This bill establishes tax exclusions and credits for contributions to and use of lifelong learning accounts (LLAs), which are designed to fund worker training and education. For individuals, employer contributions to an LLA of up to $2,500 per year and any earnings on the account balance are excluded from taxable gross income, though distributions are generally taxable unless rolled over or adjusted for excess contributions. Individuals can also receive a gross income tax (GIT) credit for their own contributions, with the credit amount varying based on income and filing status, generally amounting to 50% of the first $500-$1,000 contributed and 25% of contributions above that, up to a maximum credit of $750 for individuals and $1,500 for joint filers, with some provisions for refundability. Employers can claim a GIT and corporation business tax (CBT) credit equal to 25% of their contributions to employee LLAs, capped at $2,500 per employee per year, with small businesses (defined as those with 100 or fewer employees each earning at least $5,000 annually) receiving an additional credit for 50% of administrative costs, up to $500, for the first two years they claim the employer contribution credit; these employer credits are nonrefundable but can be carried forward as a deduction.

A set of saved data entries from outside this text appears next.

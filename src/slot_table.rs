use alloc::vec::Vec;
use core::fmt::Debug;
use core::mem;

/// Number of slots a table starts with when no capacity is given.
const DEFAULT_CAPACITY: usize = 1024;

/// Occupancy above this percentage of the slot count doubles the table.
const MAX_LOAD_PERCENT: u128 = 80;

/// Occupancy below this percentage of the slot count halves the table.
const MIN_LOAD_PERCENT: u128 = 25;

/// One cell of the backing array.
///
/// The payload is replaced wholesale on occupation and cleared wholesale on
/// vacancy; it is never mutated field-by-field in place.
#[derive(Clone, Debug)]
enum Slot<T> {
    Empty,
    Occupied {
        /// Full hash of the entry. The hash function is consistent for equal
        /// keys by contract, so removal and rehashing re-derive primary slots
        /// from this without access to the hasher.
        hash: u64,
        /// Index of the next slot on this bucket's collision chain.
        link: Option<usize>,
        entry: T,
    },
}

impl<T> Slot<T> {
    #[inline(always)]
    fn is_empty(&self) -> bool {
        matches!(self, Slot::Empty)
    }
}

/// A low-level hash table using coalesced hashing.
///
/// `SlotTable<T>` stores values of type `T` in a flat array of slots and
/// provides insertion, lookup, and removal. Like a raw hash table, it does
/// not hash for you: every operation takes the entry's 64-bit hash and an
/// equality predicate. An entry's *primary slot* is `hash % capacity`; a
/// colliding entry is placed into the highest-indexed empty slot instead and
/// linked onto the primary slot's chain through an in-table index, so chains
/// from different buckets coalesce over the same storage.
///
/// The table doubles when occupancy exceeds 80% of the slot count and shrinks
/// to roughly half when it drops below 25%, rebuilding every chain against
/// the new capacity.
///
/// ## Example
///
/// ```rust
/// # use core::hash::Hash;
/// # use core::hash::Hasher;
/// #
/// # use coalesce_map::SlotTable;
/// # use siphasher::sip::SipHasher;
/// #
/// # fn hash_str(s: &str) -> u64 {
/// #     let mut hasher = SipHasher::new();
/// #     s.hash(&mut hasher);
/// #     hasher.finish()
/// # }
/// #
/// let mut table: SlotTable<(String, i32)> = SlotTable::new();
/// table
///     .entry(hash_str("a"), |(k, _)| k == "a")
///     .or_insert(("a".to_string(), 1));
///
/// assert_eq!(
///     table.find(hash_str("a"), |(k, _)| k == "a"),
///     Some(&("a".to_string(), 1)),
/// );
/// assert!(table.find(hash_str("b"), |(k, _)| k == "b").is_none());
/// ```
#[derive(Clone, Debug)]
pub struct SlotTable<T> {
    slots: Vec<Slot<T>>,
    len: usize,
    /// Highest index that may still be empty. Placement walks it strictly
    /// downward until a free slot turns up; it never moves back up between
    /// rehashes, and every rehash resets it to `capacity - 1`.
    largest_empty: usize,
}

impl<T> SlotTable<T> {
    /// Creates an empty table with the default slot count.
    pub fn new() -> Self {
        Self::with_capacity(DEFAULT_CAPACITY)
    }

    /// Creates an empty table with `capacity` slots.
    ///
    /// The capacity is the raw slot count, not an element bound: the table
    /// resizes itself once occupancy crosses 80% of it. A requested capacity
    /// of zero is bumped to one slot, since a primary slot is computed as
    /// `hash % capacity`.
    pub fn with_capacity(capacity: usize) -> Self {
        let capacity = capacity.max(1);
        let mut slots = Vec::new();
        slots.resize_with(capacity, || Slot::Empty);
        SlotTable {
            slots,
            len: 0,
            largest_empty: capacity - 1,
        }
    }

    /// Returns the number of entries in the table.
    pub fn len(&self) -> usize {
        self.len
    }

    /// Returns `true` if the table contains no entries.
    pub fn is_empty(&self) -> bool {
        self.len == 0
    }

    /// Returns the current slot count.
    pub fn capacity(&self) -> usize {
        self.slots.len()
    }

    #[inline(always)]
    fn primary_slot(&self, hash: u64) -> usize {
        // True modulo rather than masking: shrinking to (capacity + 1) / 2
        // leaves non-power-of-two slot counts.
        (hash % self.slots.len() as u64) as usize
    }

    /// Walks the chain rooted at `hash`'s primary slot, returning the index
    /// of the entry matching `eq`.
    fn find_index(&self, hash: u64, mut eq: impl FnMut(&T) -> bool) -> Option<usize> {
        let mut cursor = Some(self.primary_slot(hash));
        while let Some(index) = cursor {
            match &self.slots[index] {
                // Only the primary slot of an unused bucket can be empty;
                // chains link exclusively through occupied slots.
                Slot::Empty => return None,
                Slot::Occupied { link, entry, .. } => {
                    if eq(entry) {
                        return Some(index);
                    }
                    cursor = *link;
                }
            }
        }
        None
    }

    fn occupied(&self, index: usize) -> &T {
        match &self.slots[index] {
            Slot::Occupied { entry, .. } => entry,
            Slot::Empty => unreachable!("index does not refer to an occupied slot"),
        }
    }

    fn occupied_mut(&mut self, index: usize) -> &mut T {
        match &mut self.slots[index] {
            Slot::Occupied { entry, .. } => entry,
            Slot::Empty => unreachable!("index does not refer to an occupied slot"),
        }
    }

    /// Returns a reference to the entry matching `eq` on the chain for
    /// `hash`, if any.
    ///
    /// ```rust
    /// # use coalesce_map::SlotTable;
    /// let mut table: SlotTable<u64> = SlotTable::with_capacity(8);
    /// table.entry(3, |&v| v == 30).or_insert(30);
    ///
    /// assert_eq!(table.find(3, |&v| v == 30), Some(&30));
    /// assert_eq!(table.find(3, |&v| v == 31), None);
    /// ```
    pub fn find(&self, hash: u64, eq: impl FnMut(&T) -> bool) -> Option<&T> {
        let index = self.find_index(hash, eq)?;
        Some(self.occupied(index))
    }

    /// Returns a mutable reference to the entry matching `eq` on the chain
    /// for `hash`, if any.
    pub fn find_mut(&mut self, hash: u64, eq: impl FnMut(&T) -> bool) -> Option<&mut T> {
        let index = self.find_index(hash, eq)?;
        Some(self.occupied_mut(index))
    }

    /// Locates the entry for `hash`/`eq`, returning an [`Entry`] for
    /// in-place manipulation.
    ///
    /// A vacant entry defers all table mutation until a value is actually
    /// inserted; locating an entry on its own never resizes the table.
    pub fn entry(&mut self, hash: u64, eq: impl FnMut(&T) -> bool) -> Entry<'_, T> {
        match self.find_index(hash, eq) {
            Some(index) => Entry::Occupied(OccupiedEntry { table: self, index }),
            None => Entry::Vacant(VacantEntry { table: self, hash }),
        }
    }

    /// Removes and returns the entry matching `eq` on the chain for `hash`.
    ///
    /// Removal repairs the chain the entry belonged to and then applies the
    /// shrink policy. An empty primary slot means the bucket is unused and
    /// the operation returns immediately; any other miss still walked a
    /// chain, and the shrink check runs for it just as for a hit.
    pub fn remove(&mut self, hash: u64, eq: impl FnMut(&T) -> bool) -> Option<T> {
        if self.slots[self.primary_slot(hash)].is_empty() {
            return None;
        }
        let found = self.find_index(hash, eq);
        let removed = found.map(|index| self.detach(index));
        self.maybe_shrink();
        removed
    }

    /// Discards all entries and reinitializes the table at the default
    /// capacity.
    pub fn clear(&mut self) {
        *self = Self::new();
    }

    /// Returns an iterator over the entries, in slot order.
    ///
    /// Slot order is an artifact of physical placement: it is not insertion
    /// order, and it is not stable across inserts, removals, or resizes.
    pub fn iter(&self) -> Iter<'_, T> {
        Iter {
            inner: self.slots.iter(),
        }
    }

    /// Returns an iterator yielding mutable references to the entries, in
    /// slot order.
    pub fn iter_mut(&mut self) -> IterMut<'_, T> {
        IterMut {
            inner: self.slots.iter_mut(),
        }
    }

    /// Places an entry known not to be present, returning its slot index.
    ///
    /// If the primary slot is free the entry occupies it directly. Otherwise
    /// the highest still-empty slot is claimed and linked onto the tail of
    /// the primary slot's chain.
    fn place(&mut self, hash: u64, entry: T) -> usize {
        let head = self.primary_slot(hash);
        if self.slots[head].is_empty() {
            self.slots[head] = Slot::Occupied {
                hash,
                link: None,
                entry,
            };
            self.len += 1;
            return head;
        }

        let mut tail = head;
        while let Slot::Occupied {
            link: Some(next), ..
        } = &self.slots[tail]
        {
            tail = *next;
        }

        // The load policy keeps the table strictly under-full, so the scan
        // finds an empty slot before running off the bottom.
        while !self.slots[self.largest_empty].is_empty() {
            debug_assert!(self.largest_empty > 0);
            self.largest_empty -= 1;
        }
        let free = self.largest_empty;

        if let Slot::Occupied { link, .. } = &mut self.slots[tail] {
            *link = Some(free);
        }
        self.slots[free] = Slot::Occupied {
            hash,
            link: None,
            entry,
        };
        self.len += 1;
        free
    }

    /// Applies the grow policy after a placement, returning the slot index
    /// the placed entry ended up at.
    fn maybe_grow(&mut self, placed: usize) -> usize {
        if self.len as u128 * 100 > self.slots.len() as u128 * MAX_LOAD_PERCENT {
            let capacity = self.slots.len() * 2;
            self.rehash(capacity, Some(placed))
                .expect("tracked entry survives a rehash")
        } else {
            placed
        }
    }

    fn maybe_shrink(&mut self) {
        if (self.len as u128) * 100 < self.slots.len() as u128 * MIN_LOAD_PERCENT {
            // Rounds up so the capacity never reaches zero.
            let capacity = (self.slots.len() + 1) / 2;
            self.rehash(capacity, None);
        }
    }

    /// Rebuilds the table at `new_capacity`, redistributing every entry.
    ///
    /// Entries are drained in slot order and re-placed against the new
    /// capacity, so chains are rebuilt from scratch rather than preserved.
    /// Returns the post-rehash index of the entry that lived at `track`.
    fn rehash(&mut self, new_capacity: usize, track: Option<usize>) -> Option<usize> {
        let old = mem::take(&mut self.slots);
        let mut drained = Vec::with_capacity(self.len);
        let mut track_position = None;
        for (index, slot) in old.into_iter().enumerate() {
            if let Slot::Occupied { hash, entry, .. } = slot {
                if track == Some(index) {
                    track_position = Some(drained.len());
                }
                drained.push((hash, entry));
            }
        }

        let new_capacity = new_capacity.max(1);
        self.slots.resize_with(new_capacity, || Slot::Empty);
        self.largest_empty = new_capacity - 1;
        self.len = 0;

        let mut tracked = None;
        for (position, (hash, entry)) in drained.into_iter().enumerate() {
            let index = self.place(hash, entry);
            if track_position == Some(position) {
                tracked = Some(index);
            }
        }
        tracked
    }

    /// Removes the entry at `index` and repairs the chain it belonged to.
    ///
    /// The removed slot becomes a hole. Every entry that followed it on the
    /// chain is detached and redistributed in original link order: an entry
    /// whose primary slot is the hole migrates into it (and the hole travels
    /// to the slot it vacates), while an entry that was only reachable here
    /// because it borrowed a nearby storage slot is re-appended to the tail
    /// of the chain of the bucket it actually hashes to. The suffix is
    /// collected as a worklist up front so links can be rewritten without
    /// aliasing the chain being walked.
    fn detach(&mut self, index: usize) -> T {
        let head = match &self.slots[index] {
            Slot::Occupied { hash, .. } => self.primary_slot(*hash),
            Slot::Empty => unreachable!("detach of an empty slot"),
        };

        // Walk from the primary slot to find the predecessor, then unlink.
        let mut prev = None;
        let mut cursor = head;
        while cursor != index {
            match &self.slots[cursor] {
                Slot::Occupied {
                    link: Some(next), ..
                } => {
                    prev = Some(cursor);
                    cursor = *next;
                }
                _ => unreachable!("slot not reachable from its primary chain"),
            }
        }
        if let Some(prev) = prev
            && let Slot::Occupied { link, .. } = &mut self.slots[prev]
        {
            *link = None;
        }

        let mut hole = index;
        let (removed, follow) = match mem::replace(&mut self.slots[hole], Slot::Empty) {
            Slot::Occupied { link, entry, .. } => (entry, link),
            Slot::Empty => unreachable!("detach of an empty slot"),
        };

        // Collect the chain suffix as a worklist, severing its links.
        let mut suffix = Vec::new();
        let mut cursor = follow;
        while let Some(next) = cursor {
            match &mut self.slots[next] {
                Slot::Occupied { link, .. } => {
                    cursor = link.take();
                    suffix.push(next);
                }
                Slot::Empty => unreachable!("chain link to an empty slot"),
            }
        }

        for index in suffix {
            let primary = match &self.slots[index] {
                Slot::Occupied { hash, .. } => self.primary_slot(*hash),
                Slot::Empty => unreachable!("worklist slot vacated twice"),
            };
            if primary == hole {
                // Same bucket as the vacated position: the entry takes over
                // the hole, and the hole travels to its old slot.
                self.slots[hole] = mem::replace(&mut self.slots[index], Slot::Empty);
                hole = index;
            } else {
                // Reachable only through the removed entry's chain; re-append
                // it to the bucket it actually belongs to.
                let mut tail = primary;
                while let Slot::Occupied {
                    link: Some(next), ..
                } = &self.slots[tail]
                {
                    tail = *next;
                }
                if let Slot::Occupied { link, .. } = &mut self.slots[tail] {
                    *link = Some(index);
                }
            }
        }

        self.len -= 1;
        removed
    }
}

The bill also outlines administrative requirements for LLAs, including that they must be established in New Jersey for the exclusive benefit of the account holder, have a maximum annual contribution limit of $2,500 from all sources (excluding rollovers), be managed by an approved trustee, and prohibit investments in life insurance or collectibles, with a penalty of an additional 5% tax on nonqualified distributions (those not used for qualified education expenses like tuition, books, or supplies for instructional or apprenticeship programs), though exceptions exist for distributions due to death, disability, divorce, or reaching age 71.

Committee Categories

Education

Sponsors (2)

Last Action

Introduced in the Senate, Referred to Senate Higher Education Committee (on 01/13/2026)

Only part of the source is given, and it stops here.